═══ Extracted material ═══
use chatlens_stats::{SnapshotCache, StatisticsEngine, StatsConfig};
use chatlens_types::{ParsedMessage, Room};
use chrono::{Duration, NaiveDate, NaiveDateTime};

fn base() -> NaiveDateTime {
    // A Monday
    NaiveDate::from_ymd_opt(2024, 1, 15).unwrap().and_hms_opt(0, 0, 0).unwrap()
}

fn msg(author: &str, text: &str, ts: NaiveDateTime) -> ParsedMessage {
    ParsedMessage {
        author: author.to_string(),
        text: text.to_string(),
        timestamp: ts,
        sequence: 0,
    }
}

fn room_with(messages: Vec<ParsedMessage>) -> Room {
    let mut room = Room::new("stats");
    room.append("file", messages);
    room
}

#[test]
fn test_hundred_messages_across_the_day() {
    let messages = (0..100)
        .map(|i| msg("A", "hello", base() + Duration::minutes(i * 14)))
        .collect();
    let snapshot = StatisticsEngine::default().compute(&room_with(messages));

    assert_eq!(snapshot.hourly_histogram.iter().sum::<u64>(), 100);
    assert_eq!(snapshot.message_count, 100);
    assert_eq!(snapshot.per_participant_counts["A"], 100);
}

#[test]
fn test_hour_buckets() {
    let messages = [8, 8, 20, 20, 20]
        .iter()
        .map(|h| msg("A", "x", base() + Duration::hours(*h)))
        .collect();
    let snapshot = StatisticsEngine::default().compute(&room_with(messages));

    assert_eq!(snapshot.hourly_histogram[8], 2);
    assert_eq!(snapshot.hourly_histogram[20], 3);
    let others: u64 = snapshot
        .hourly_histogram
        .iter()
        .enumerate()
        .filter(|(h, _)| *h != 8 && *h != 20)
        .map(|(_, c)| *c)
        .sum();
    assert_eq!(others, 0);
    assert_eq!(snapshot.peak_hours(1), vec![(20, 3)]);
}

#[test]
fn test_empty_room() {
    let snapshot = StatisticsEngine::default().compute(&Room::new("empty"));

    assert_eq!(snapshot.message_count, 0);
    assert_eq!(snapshot.sentiment_distribution.total(), 0.0);
    assert!(snapshot.top_keywords.is_empty());
    assert!(snapshot.participants.is_empty());
}

#[test]
fn test_sentiment_fractions_sum_to_one() {
    for n in [1usize, 2, 3, 7, 11, 50] {
        let messages = (0..n)
            .map(|i| {
                let text = match i % 3 {
                    0 => "정말 좋아요",
                    1 => "너무 짜증나",
                    _ => "점심 뭐 먹어",
                };
                msg("A", text, base() + Duration::minutes(i as i64))
            })
            .collect();
        let snapshot = StatisticsEngine::default().compute(&room_with(messages));
        let total = snapshot.sentiment_distribution.total();
        assert!((total - 1.0).abs() <= 0.01, "n={} total={}", n, total);
    }
}

#[test]
fn test_keywords_and_participants() {
    let messages = vec![
        msg("철수", "회의 자료 공유합니다", base() + Duration::hours(9)),
        msg("영희", "회의 몇 시에 해요?", base() + Duration::hours(9) + Duration::minutes(5)),
        msg("철수", "회의는 3시 ㅋㅋㅋㅋ", base() + Duration::hours(10)),
        msg("철수", "자료 확인 부탁", base() + Duration::days(1) + Duration::hours(10)),
    ];
    let snapshot = StatisticsEngine::default().compute(&room_with(messages));

    assert_eq!(snapshot.top_keywords[0].term, "회의");
    assert_eq!(snapshot.top_keywords[0].count, 2);
    assert_eq!(snapshot.top_keywords[1].term, "자료");
    assert!(snapshot.top_keywords.iter().all(|k| k.term != "ㅋㅋ"));

    assert_eq!(snapshot.weekday_histogram[0], 3);
    assert_eq!(snapshot.weekday_histogram[1], 1);

    let lead = &snapshot.participants[0];
    assert_eq!(lead.author, "철수");
    assert_eq!(lead.message_count, 3);
    assert_eq!(lead.most_active_hour, 10);
    assert_eq!(lead.first_message_at, base() + Duration::hours(9));
}

#[test]
fn test_custom_config() {
    let config = StatsConfig {
        top_keywords: 1,
        extra_stopwords: vec!["Rust".to_string()],
        ..StatsConfig::default()
    };
    let messages = vec![
        msg("A", "rust rust tokio", base()),
        msg("A", "tokio axum", base()),
    ];
    let snapshot = StatisticsEngine::new(config).compute(&room_with(messages));
    assert_eq!(snapshot.top_keywords.len(), 1);
    assert_eq!(snapshot.top_keywords[0].term, "tokio");
}

#[test]
fn test_snapshot_serializes_watermark() {
    let snapshot = StatisticsEngine::default().compute(&room_with(vec![msg("A", "hi", base())]));
    let json = serde_json::to_value(&snapshot).unwrap();
    assert_eq!(json["watermark"]["messageCount"], 1);
    assert_eq!(json["watermark"]["revision"], 1);
    assert_eq!(json["hourlyHistogram"].as_array().unwrap().len(), 24);
}

#[tokio::test]
async fn test_cache_is_keyed_by_watermark() {
    let engine = StatisticsEngine::default();
    let cache = SnapshotCache::new();
    let mut room = room_with(vec![msg("A", "hi", base())]);

    let first = cache.get_or_compute(&engine, &room).await;
    let again = cache.get_or_compute(&engine, &room).await;
    assert!(std::sync::Arc::ptr_eq(&first, &again));

    room.append("second", vec![msg("B", "hey", base() + Duration::hours(1))]);
    assert!(cache.get(&room.id, room.watermark()).await.is_none());

    let fresh = cache.get_or_compute(&engine, &room).await;
    assert_eq!(fresh.message_count, 2);
    assert_eq!(cache.len().await, 1);

    cache.invalidate(&room.id).await;
    assert!(cache.is_empty().await);
}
═══
• What you are asked to do
Give the data again, exactly as written.

• Task result
use chatlens_stats::{SnapshotCache, StatisticsEngine, StatsConfig};
use chatlens_types::{ParsedMessage, Room};
use chrono::{Duration, NaiveDate, NaiveDateTime};

fn base() -> NaiveDateTime {
    // A Monday
    NaiveDate::from_ymd_opt(2024, 1, 15).unwrap().and_hms_opt(0, 0, 0).unwrap()
}

fn msg(author: &str, text: &str, ts: NaiveDateTime) -> ParsedMessage {
    ParsedMessage {
        author: author.to_string(),
        text: text.to_string(),
        timestamp: ts,
        sequence: 0,
    }
}

fn room_with(messages: Vec<ParsedMessage>) -> Room {
    let mut room = Room::new("stats");
    room.append("file", messages);
    room
}

#[test]
fn test_hundred_messages_across_the_day() {
    let messages = (0..100)
        .map(|i| msg("A", "hello", base() + Duration::minutes(i * 14)))
        .collect();
    let snapshot = StatisticsEngine::default().compute(&room_with(messages));

    assert_eq!(snapshot.hourly_histogram.iter().sum::<u64>(), 100);
    assert_eq!(snapshot.message_count, 100);
    assert_eq!(snapshot.per_participant_counts["A"], 100);
}

#[test]
fn test_hour_buckets() {
    let messages = [8, 8, 20, 20, 20]
        .iter()
        .map(|h| msg("A", "x", base() + Duration::hours(*h)))
        .collect();
    let snapshot = StatisticsEngine::default().compute(&room_with(messages));

    assert_eq!(snapshot.hourly_histogram[8], 2);
    assert_eq!(snapshot.hourly_histogram[20], 3);
    let others: u64 = snapshot
        .hourly_histogram
        .iter()
        .enumerate()
        .filter(|(h, _)| *h != 8 && *h != 20)
        .map(|(_, c)| *c)
        .sum();
    assert_eq!(others, 0);
    assert_eq!(snapshot.peak_hours(1), vec![(20, 3)]);
}

#[test]
fn test_empty_room() {
    let snapshot = StatisticsEngine::default().compute(&Room::new("empty"));

    assert_eq!(snapshot.message_count, 0);
    assert_eq!(snapshot.sentiment_distribution.total(), 0.0);
    assert!(snapshot.top_keywords.is_empty());
    assert!(snapshot.participants.is_empty());
}

#[test]
fn test_sentiment_fractions_sum_to_one() {
    for n in [1usize, 2, 3, 7, 11, 50] {
        let messages = (0..n)
            .map(|i| {
                let text = match i % 3 {
                    0 => "정말 좋아요",
                    1 => "너무 짜증나",
                    _ => "점심 뭐 먹어",
                };
                msg("A", text, base() + Duration::minutes(i as i64))
            })
            .collect();
        let snapshot = StatisticsEngine::default().compute(&room_with(messages));
        let total = snapshot.sentiment_distribution.total();
        assert!((total - 1.0).abs() <= 0.01, "n={} total={}", n, total);
    }
}

#[test]
fn test_keywords_and_participants() {
    let messages = vec![
        msg("철수", "회의 자료 공유합니다", base() + Duration::hours(9)),
        msg("영희", "회의 몇 시에 해요?", base() + Duration::hours(9) + Duration::minutes(5)),
        msg("철수", "회의는 3시 ㅋㅋㅋㅋ", base() + Duration::hours(10)),
        msg("철수", "자료 확인 부탁", base() + Duration::days(1) + Duration::hours(10)),
    ];
    let snapshot = StatisticsEngine::default().compute(&room_with(messages));

    assert_eq!(snapshot.top_keywords[0].term, "회의");
    assert_eq!(snapshot.top_keywords[0].count, 2);
    assert_eq!(snapshot.top_keywords[1].term, "자료");
    assert!(snapshot.top_keywords.iter().all(|k| k.term != "ㅋㅋ"));

    assert_eq!(snapshot.weekday_histogram[0], 3);
    assert_eq!(snapshot.weekday_histogram[1], 1);

    let lead = &snapshot.participants[0];
    assert_eq!(lead.author, "철수");
    assert_eq!(lead.message_count, 3);
    assert_eq!(lead.most_active_hour, 10);
    assert_eq!(lead.first_message_at, base() + Duration::hours(9));
}

#[test]
fn test_custom_config() {
    let config = StatsConfig {
        top_keywords: 1,
        extra_stopwords: vec!["Rust".to_string()],
        ..StatsConfig::default()
    };
    let messages = vec![
        msg("A", "rust rust tokio", base()),
        msg("A", "tokio axum", base()),
    ];
    let snapshot = StatisticsEngine::new(config).compute(&room_with(messages));
    assert_eq!(snapshot.top_keywords.len(), 1);
    assert_eq!(snapshot.top_keywords[0].term, "tokio");
}

#[test]
fn test_snapshot_serializes_watermark() {
    let snapshot = StatisticsEngine::default().compute(&room_with(vec![msg("A", "hi", base())]));
    let json = serde_json::to_value(&snapshot).unwrap();
    assert_eq!(json["watermark"]["messageCount"], 1);
    assert_eq!(json["watermark"]["revision"], 1);
    assert_eq!(json["hourlyHistogram"].as_array().unwrap().len(), 24);
}

#[tokio::test]
async fn test_cache_is_keyed_by_watermark() {
    let engine = StatisticsEngine::default();
    let cache = SnapshotCache::new();
    let mut room = room_with(vec![msg("A", "hi", base())]);

    let first = cache.get_or_compute(&engine, &room).await;
    let again = cache.get_or_compute(&engine, &room).await;
    assert!(std::sync::Arc::ptr_eq(&first, &again));

    room.append("second", vec![msg("B", "hey", base() + Duration::hours(1))]);
    assert!(cache.get(&room.id, room.watermark()).await.is_none());

    let fresh = cache.get_or_compute(&engine, &room).await;
    assert_eq!(fresh.message_count, 2);
    assert_eq!(cache.len().await, 1);

    cache.invalidate(&room.id).await;
    assert!(cache.is_empty().await);
}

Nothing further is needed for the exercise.